[Goal of the exercise]:
Set down all the data again. Change nothing.
□ □ □ □ □
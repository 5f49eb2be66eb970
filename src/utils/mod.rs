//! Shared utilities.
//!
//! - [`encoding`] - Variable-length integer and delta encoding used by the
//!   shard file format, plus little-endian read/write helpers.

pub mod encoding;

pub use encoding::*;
□ □ □ □ □
[Output]:
repository 5f49eb2be66eb970
filename src/utils/mod.rs
//! Shared utilities.
//!
//! - [`encoding`] - Variable-length integer and delta encoding used by the
//!   shard file format, plus little-endian read/write helpers.

pub mod encoding;

pub use encoding::*;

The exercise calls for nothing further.